By Heather Ledeboer | Category: 4titude Awards
Please share the trial, set back or loss you have experienced:
I wouldn’t call it a loss by any means, but probably just a set back and trial. My son Coby was born in 1999 with Down syndrome. It was a healthy pregnancy, my first, and we were young, so the diagnosis really caught us by surprise. We had a lot of adjusting to do mentally, spiritually and physically. Instead of running to mommy and me classes I found myself running to therapies and medical specialists. I started learning about a whole new world I would have never in my wildest dreams imagined I’d be a part of. Life had changed as we knew it.
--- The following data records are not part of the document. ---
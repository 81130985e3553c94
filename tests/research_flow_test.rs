use deep_research::providers::{
    MockContentProvider, MockGenerationProvider, MockReranker, MockSearchProvider,
};
use deep_research::{DeepResearchAgent, DeepResearchConfig, ResearchError, SourceRecord};
use tracing::info;

fn init_tracing() {
    let _ = tracing_subscriber::fmt()
        .with_max_level(tracing::Level::INFO)
        .try_init();
}

fn source(link: &str, title: &str) -> SourceRecord {
    SourceRecord {
        link: link.to_string(),
        title: title.to_string(),
        snippet: format!("Snippet for {}", title),
    }
}

fn plan_json(tasks: &[&str]) -> String {
    let tasks: Vec<serde_json::Value> = tasks
        .iter()
        .map(|q| serde_json::json!({"query": q, "endpoint": "/search", "num_results": 10}))
        .collect();
    serde_json::json!({
        "search_tasks": tasks,
        "writing_plan": {"sections": ["Background", "Findings", "Outlook"]}
    })
    .to_string()
}

#[tokio::test]
async fn fallback_selection_produces_report_with_ordered_references() {
    init_tracing();
    info!("Testing the discovery-order fallback path end to end");

    let generation = MockGenerationProvider::new();
    generation.push_text(plan_json(&["post-quantum migration", "quantum threat timeline"]));
    generation.push_text("Summary of source one.");
    generation.push_text("Summary of source two.");
    generation.push_text("Summary of source three.");
    generation.push_text("Report body citing [1], [2] and [3].");

    let search = MockSearchProvider::new();
    search.push_batches(vec![
        vec![
            source("https://a.example", "Alpha"),
            source("https://b.example", "Bravo"),
            source("https://c.example", "Charlie"),
        ],
        vec![source("https://d.example", "Delta"), source("https://e.example", "Echo")],
    ]);

    let content = MockContentProvider::new()
        .with_page("https://a.example", "Full text of alpha.")
        .with_page("https://b.example", "Full text of bravo.")
        .with_page("https://c.example", "Full text of charlie.");

    let config = DeepResearchConfig {
        top_m_sources: 3,
        next_k_sources: 0,
        ..DeepResearchConfig::default()
    };
    let mut agent = DeepResearchAgent::new(
        config,
        Box::new(search),
        Box::new(content),
        Box::new(MockReranker::failing()),
        Box::new(generation),
    );

    let report = agent.run_deep_research("How will quantum computing change security?").await.unwrap();

    assert!(report.starts_with("Report body citing [1], [2] and [3]."));
    assert!(report.contains("References:"));
    // Ranker failure falls back to discovery order, so references follow
    // the search result order.
    assert!(report.contains("1. [Alpha](https://a.example)"));
    assert!(report.contains("2. [Bravo](https://b.example)"));
    assert!(report.contains("3. [Charlie](https://c.example)"));
    assert!(!report.contains("Delta"));

    assert_eq!(agent.usage().search_queries, 2);
    assert!(agent.usage().total_tokens > 0);
}

#[tokio::test]
async fn refinement_adds_citations_that_continue_global_numbering() {
    init_tracing();

    let generation = MockGenerationProvider::new();
    generation.push_text(plan_json(&["solid state batteries"]));
    generation.push_text("Summary one.");
    generation.push_text("Summary two.");
    generation.push_text("Draft. <request_more_info topic=\"manufacturing yield\">");
    generation.push_text("Summary three.");
    generation.push_text("Summary four.");
    generation.push_text("Revised draft citing [1], [2], [3] and [4].");

    let search = MockSearchProvider::new();
    search.push_batches(vec![vec![
        source("https://a.example", "Alpha"),
        source("https://b.example", "Bravo"),
    ]]);
    search.push_batches(vec![vec![
        source("https://f.example", "Foxtrot"),
        source("https://g.example", "Golf"),
    ]]);

    let content = MockContentProvider::new()
        .with_page("https://a.example", "Alpha text.")
        .with_page("https://b.example", "Bravo text.")
        .with_page("https://f.example", "Foxtrot text.")
        .with_page("https://g.example", "Golf text.");

    let config = DeepResearchConfig {
        top_m_sources: 2,
        next_k_sources: 0,
        max_refinement_sources: 2,
        max_refinement_iterations: 2,
        ..DeepResearchConfig::default()
    };
    let mut agent = DeepResearchAgent::new(
        config,
        Box::new(search),
        Box::new(content),
        Box::new(MockReranker::with_scores(vec![0.9, 0.8])),
        Box::new(generation),
    );

    let report = agent.run_deep_research("State of solid state batteries?").await.unwrap();

    assert!(report.starts_with("Revised draft"));
    assert!(report.contains("3. [Foxtrot](https://f.example)"));
    assert!(report.contains("4. [Golf](https://g.example)"));
    // One initial task plus one targeted refinement search.
    assert_eq!(agent.usage().search_queries, 2);
}

#[tokio::test]
async fn failed_refinement_search_keeps_draft_and_counts_the_iteration() {
    init_tracing();

    let generation = MockGenerationProvider::new();
    generation.push_text(plan_json(&["carbon capture costs"]));
    generation.push_text("Summary one.");
    generation.push_text("Draft. <request_more_info topic=\"pipeline siting\">");

    let search = MockSearchProvider::new();
    search.push_batches(vec![vec![source("https://a.example", "Alpha")]]);
    search.push_failure("batch endpoint unavailable");

    let content = MockContentProvider::new().with_page("https://a.example", "Alpha text.");

    let config = DeepResearchConfig {
        top_m_sources: 1,
        next_k_sources: 0,
        max_refinement_iterations: 1,
        ..DeepResearchConfig::default()
    };
    let mut agent = DeepResearchAgent::new(
        config,
        Box::new(search),
        Box::new(content),
        Box::new(MockReranker::with_scores(vec![0.9])),
        Box::new(generation),
    );

    let report = agent.run_deep_research("Carbon capture at scale?").await.unwrap();

    // The skipped iteration exhausts the cap without revising, so the
    // marker survives into the final report and no citations were added.
    assert!(report.starts_with("Draft. <request_more_info"));
    assert!(report.contains("1. [Alpha](https://a.example)"));
    assert!(!report.contains("2. ["));
    assert_eq!(agent.usage().search_queries, 2);
}

#[tokio::test]
async fn failed_revision_keeps_previous_draft_but_appended_summaries_survive() {
    init_tracing();

    let generation = MockGenerationProvider::new();
    generation.push_text(plan_json(&["offshore wind permitting"]));
    generation.push_text("Summary one.");
    generation.push_text("Draft. <request_more_info topic=\"grid interconnection\">");
    generation.push_text("Summary two.");
    generation.push_failure("model overloaded");

    let search = MockSearchProvider::new();
    search.push_batches(vec![vec![source("https://a.example", "Alpha")]]);
    search.push_batches(vec![vec![source("https://n.example", "November")]]);

    let content = MockContentProvider::new()
        .with_page("https://a.example", "Alpha text.")
        .with_page("https://n.example", "November text.");

    let config = DeepResearchConfig {
        top_m_sources: 1,
        next_k_sources: 0,
        max_refinement_sources: 1,
        max_refinement_iterations: 1,
        ..DeepResearchConfig::default()
    };
    let mut agent = DeepResearchAgent::new(
        config,
        Box::new(search),
        Box::new(content),
        Box::new(MockReranker::with_scores(vec![0.9])),
        Box::new(generation),
    );

    let report = agent.run_deep_research("Offshore wind buildout?").await.unwrap();

    // The failed revision keeps the previous draft, the iteration still
    // counts toward the cap, and the summary appended before the failure
    // keeps its citation in the references.
    assert!(report.starts_with("Draft. <request_more_info"));
    assert!(report.contains("1. [Alpha](https://a.example)"));
    assert!(report.contains("2. [November](https://n.example)"));
    assert_eq!(agent.usage().search_queries, 2);
}

#[tokio::test]
async fn refinement_loop_halts_at_the_iteration_cap() {
    init_tracing();

    let generation = MockGenerationProvider::new();
    generation.push_text(plan_json(&["fusion startups"]));
    generation.push_text("Summary one.");
    generation.push_text("Draft. <request_more_info topic=\"tritium supply\">");
    // Unscripted refinement searches return no sources, so each iteration
    // revises with zero new summaries and re-requests.
    generation.push_text("Revision one. <request_more_info topic=\"magnet costs\">");
    generation.push_text("Revision two. <request_more_info topic=\"capital needs\">");

    let search = MockSearchProvider::new();
    search.push_batches(vec![vec![source("https://a.example", "Alpha")]]);

    let content = MockContentProvider::new().with_page("https://a.example", "Alpha text.");

    let config = DeepResearchConfig {
        top_m_sources: 1,
        next_k_sources: 0,
        max_refinement_iterations: 2,
        ..DeepResearchConfig::default()
    };
    let mut agent = DeepResearchAgent::new(
        config,
        Box::new(search),
        Box::new(content),
        Box::new(MockReranker::with_scores(vec![0.9])),
        Box::new(generation),
    );

    let report = agent.run_deep_research("Who leads commercial fusion?").await.unwrap();

    assert!(report.starts_with("Revision two."));
    // Initial search plus exactly two refinement searches.
    assert_eq!(agent.usage().search_queries, 3);
}

#[tokio::test]
async fn report_without_summaries_carries_no_references() {
    init_tracing();

    let generation = MockGenerationProvider::new();
    generation.push_text(plan_json(&["niche topic"]));
    generation.push_text("Plan-only report with no citations.");

    let search = MockSearchProvider::new();
    search.push_batches(vec![vec![source("https://a.example", "Alpha")]]);

    // No pages scripted, every fetch fails and the source is dropped.
    let content = MockContentProvider::new();

    let mut agent = DeepResearchAgent::new(
        DeepResearchConfig::default(),
        Box::new(search),
        Box::new(content),
        Box::new(MockReranker::with_scores(vec![0.9])),
        Box::new(generation),
    );

    let report = agent.run_deep_research("Anything published on this?").await.unwrap();

    assert_eq!(report, "Plan-only report with no citations.");
}

#[tokio::test]
async fn malformed_plan_aborts_the_run() {
    init_tracing();

    let generation = MockGenerationProvider::new();
    generation.push_text("not a json object at all");

    let mut agent = DeepResearchAgent::new(
        DeepResearchConfig::default(),
        Box::new(MockSearchProvider::new()),
        Box::new(MockContentProvider::new()),
        Box::new(MockReranker::failing()),
        Box::new(generation),
    );

    let err = agent.run_deep_research("query").await.unwrap_err();
    assert!(matches!(err, ResearchError::Planning(_)), "unexpected error: {}", err);
}

#[tokio::test]
async fn initial_search_failure_is_fatal() {
    init_tracing();

    let generation = MockGenerationProvider::new();
    generation.push_text(plan_json(&["a query"]));

    let search = MockSearchProvider::new();
    search.push_failure("quota exhausted");

    let mut agent = DeepResearchAgent::new(
        DeepResearchConfig::default(),
        Box::new(search),
        Box::new(MockContentProvider::new()),
        Box::new(MockReranker::failing()),
        Box::new(generation),
    );

    let err = agent.run_deep_research("query").await.unwrap_err();
    assert!(matches!(err, ResearchError::Search(_)), "unexpected error: {}", err);
}

#[tokio::test]
async fn initial_draft_failure_is_fatal() {
    init_tracing();

    let generation = MockGenerationProvider::new();
    generation.push_text(plan_json(&["a query"]));
    generation.push_text("Summary one.");
    generation.push_failure("model overloaded");

    let search = MockSearchProvider::new();
    search.push_batches(vec![vec![source("https://a.example", "Alpha")]]);

    let content = MockContentProvider::new().with_page("https://a.example", "Alpha text.");

    let mut agent = DeepResearchAgent::new(
        DeepResearchConfig::default(),
        Box::new(search),
        Box::new(content),
        Box::new(MockReranker::with_scores(vec![0.9])),
        Box::new(generation),
    );

    let err = agent.run_deep_research("query").await.unwrap_err();
    assert!(matches!(err, ResearchError::Generation(_)), "unexpected error: {}", err);
}

#[tokio::test]
async fn empty_writing_plan_fails_at_the_drafting_phase() {
    init_tracing();

    let generation = MockGenerationProvider::new();
    generation.push_text(r#"{"search_tasks": [], "writing_plan": {}}"#);

    let mut agent = DeepResearchAgent::new(
        DeepResearchConfig::default(),
        Box::new(MockSearchProvider::new()),
        Box::new(MockContentProvider::new()),
        Box::new(MockReranker::failing()),
        Box::new(generation),
    );

    let err = agent.run_deep_research("query").await.unwrap_err();
    assert!(matches!(err, ResearchError::EmptyWritingPlan), "unexpected error: {}", err);
}

#[tokio::test]
async fn duplicate_links_share_one_citation() {
    init_tracing();

    let generation = MockGenerationProvider::new();
    generation.push_text(plan_json(&["q1", "q2"]));
    generation.push_text("Summary one.");
    generation.push_text("Draft citing [1].");

    // The same link surfaces in both batches under different titles; the
    // first sighting wins.
    let search = MockSearchProvider::new();
    search.push_batches(vec![
        vec![source("https://dup.example", "First Title")],
        vec![source("https://dup.example", "Second Title")],
    ]);

    let content = MockContentProvider::new().with_page("https://dup.example", "Text.");

    let config = DeepResearchConfig {
        top_m_sources: 3,
        next_k_sources: 0,
        ..DeepResearchConfig::default()
    };
    let mut agent = DeepResearchAgent::new(
        config,
        Box::new(search),
        Box::new(content),
        Box::new(MockReranker::failing()),
        Box::new(generation),
    );

    let report = agent.run_deep_research("query").await.unwrap();

    assert!(report.contains("1. [First Title](https://dup.example)"));
    assert!(!report.contains("Second Title"));
    assert!(!report.contains("2. ["));
}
Despite the pain you have endured, what beauty have you seen come out of this?
We really have not endured too much pain. At first maybe selfish pain, like “why me?”, but I got over that pretty quickly and fell in love with Coby for who he was. And to tell you the truth, he really was no different than any other baby. So I proceeded to treat him like “any other baby”. However, we did still have some adjustments to make regarding our circumstances and his disability. I needed to create an environment for him that would facilitate his development and provide the extra stimulation he needed for optimal growth. In addition to his developmental delays, Coby was born with hypotonia (low muscle tone) and was adversely affected by carriers that placed his legs in excessive abduction (legs spread too far apart). He also required tight swaddling. It was disheartening not being able to carry him in a forward facing position as used in traditional baby carriers. I kept reading everywhere how good it was to “wear” your baby. And so not only did I want to hold Coby closely and show him the world, I wanted to do it appropriately. I could not use any carriers that were currently on the market, and with advice from his physical therapist, I ended up partially modifying existing carriers to provide a position for him where he could face forward and see the world and get the developmental stimulation and closeness from me, while having his legs in a more developmentally appropriate posture and having a tight swaddled and secure feeling. To fast forward a number of years, this carrier (which we named Baby K’tan –it means “Little Baby” in Hebrew) became very popular and I realized it was a great carrier for all babies, which is when we began to market it. So the end result has been that so much beauty came out of his birth, diagnosis and addition to our family. He has taught us so much about appreciating the little things, showing true love, and marching to your own beat. We have met wonderful people and been a part of wonderful charities and organizations in connection to his disability and all special needs kids. And we now have a wonderful company with a product that would not have been designed had Coby not been born.
To what or to whom do you credit this beauty?
Mainly to Coby. But I know deep down inside there is a higher being that made this all happen, and that everything happens for a reason.
What advice or wisdom do you wish to share with others having been through this experience?
The simplest way to put it is not to give up, because things have a funny way of turning around in ways you never expected. And the sky might look gray in the beginning, but there is always a blue sky behind it, and if you have a hard time seeing that yourself, make sure you surround yourself with friends & family that know it’s there!
If someone else reading this is going though something similar, do you have any resources to recommend they look into further for help or support?
The best thing to do is find a local organization and support group that is connected to the disability your child has. There may be more than one, and you might want to tackle them all or take it slow, but whatever your personality, keep yourself educated and surround yourself with others who know what you are going through. That is a great resource in itself.